Well thanks to a very kind fellow puffer lover, I got sent from calagary a 
baby Fahaka puffer, His name is Samson, and I was told well in the LFS he killed 6 of the other fahaka in the tank and had to be placed in his own tank.
hes gonna be a big fish when he gets all big


----------



## Byronicle (Apr 18, 2009)

you really like your puffers


----------



## MrHumphries (Dec 2, 2009)

Byronicle said:


> you really like your puffers


yeah , I love em, the have major personalities.. 

Don


----------



## Byronicle (Apr 18, 2009)

yea definitely, i am thinking of doing dwarf puffer setup sometime in the future, once i get i get more plants

nice looking fish too


----------



## RyanWilton42 (Mar 6, 2010)

Very nice. Where'd you pick him up and for how much? Cuz I saw some for sale at Big Als in Vauaghn for $20


----------



## MrHumphries (Dec 2, 2009)

RyanWilton42 said:


> Very nice. Where'd you pick him up and for how much? Cuz I saw some for sale at Big Als in Vauaghn for $20


Thanks 

Mine was sent to me from Calgary. person I know there, shipped him to me 

Don


----------



## aln (Jan 26, 2010)

Oo those are soo cool! love how they swim too  just adorable


----------



## Ciddian (Mar 15, 2006)

Oohh lovely! I only have my pea puffer atm but that guy is handsome!


----------



## Aquatic Designs (Apr 2, 2006)

I had one of those as a kid. It was either a fahaka or an Mbu. It grew to about a foot if my memory is correct. 
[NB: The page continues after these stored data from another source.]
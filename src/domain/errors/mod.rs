// Domain errors - Error types for the domain layer

use thiserror::Error;

/// Domain-specific error types
#[derive(Error, Debug, Clone, PartialEq)]
pub enum DomainError {
    /// Invalid arguments provided
    #[error("Bad arguments: {0}")]
    BadArgs(String),

    /// URL is not a recognisable YouTube link
    #[error("Invalid YouTube URL: {0}")]
    InvalidUrl(String),

    /// File not found
    #[error("File not found: {0}")]
    FileNotFound(String),

    /// External binary could not be started
    #[error("Required tool not available: {0}")]
    ToolMissing(String),

    /// External binary exited non-zero
    #[error("{tool} failed: {message}")]
    ToolFailed { tool: String, message: String },

    /// Tool output could not be understood
    #[error("Parse error: {0}")]
    ParseError(String),

    /// File system operation failed
    #[error("File system error: {0}")]
    FsFail(String),

    /// Configuration could not be loaded or is inconsistent
    #[error("Configuration error: {0}")]
    Config(String),

    /// Every clip of a split failed
    #[error("No clips were produced from {0}")]
    NoClips(String),
}

impl DomainError {
    /// Build a `ToolFailed` from the tool name and its stderr
    pub fn tool_failed(tool: &str, stderr: &str) -> Self {
        let message = stderr
            .lines()
            .rev()
            .map(str::trim)
            .find(|line| !line.is_empty())
            .unwrap_or("exited with non-zero status")
            .to_string();
        DomainError::ToolFailed {
            tool: tool.to_string(),
            message,
        }
    }

    /// Whether the error was caused by the caller's input
    pub fn is_client_error(&self) -> bool {
        matches!(self, DomainError::BadArgs(_) | DomainError::InvalidUrl(_))
    }
}

impl From<std::io::Error> for DomainError {
    fn from(err: std::io::Error) -> Self {
        DomainError::FsFail(err.to_string())
    }
}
Be careful. They can take your finger off when they get big. I remember my Dad showing me how strong they were with a stick. It could snap a stick as thick as a finger with very little effort. And they get even more aggressive as they grow.

But man are they cool fish.


----------



## beapeman (Jan 6, 2010)

Nice Fahaka you got there!! how much was it? and which store did you get it?


----------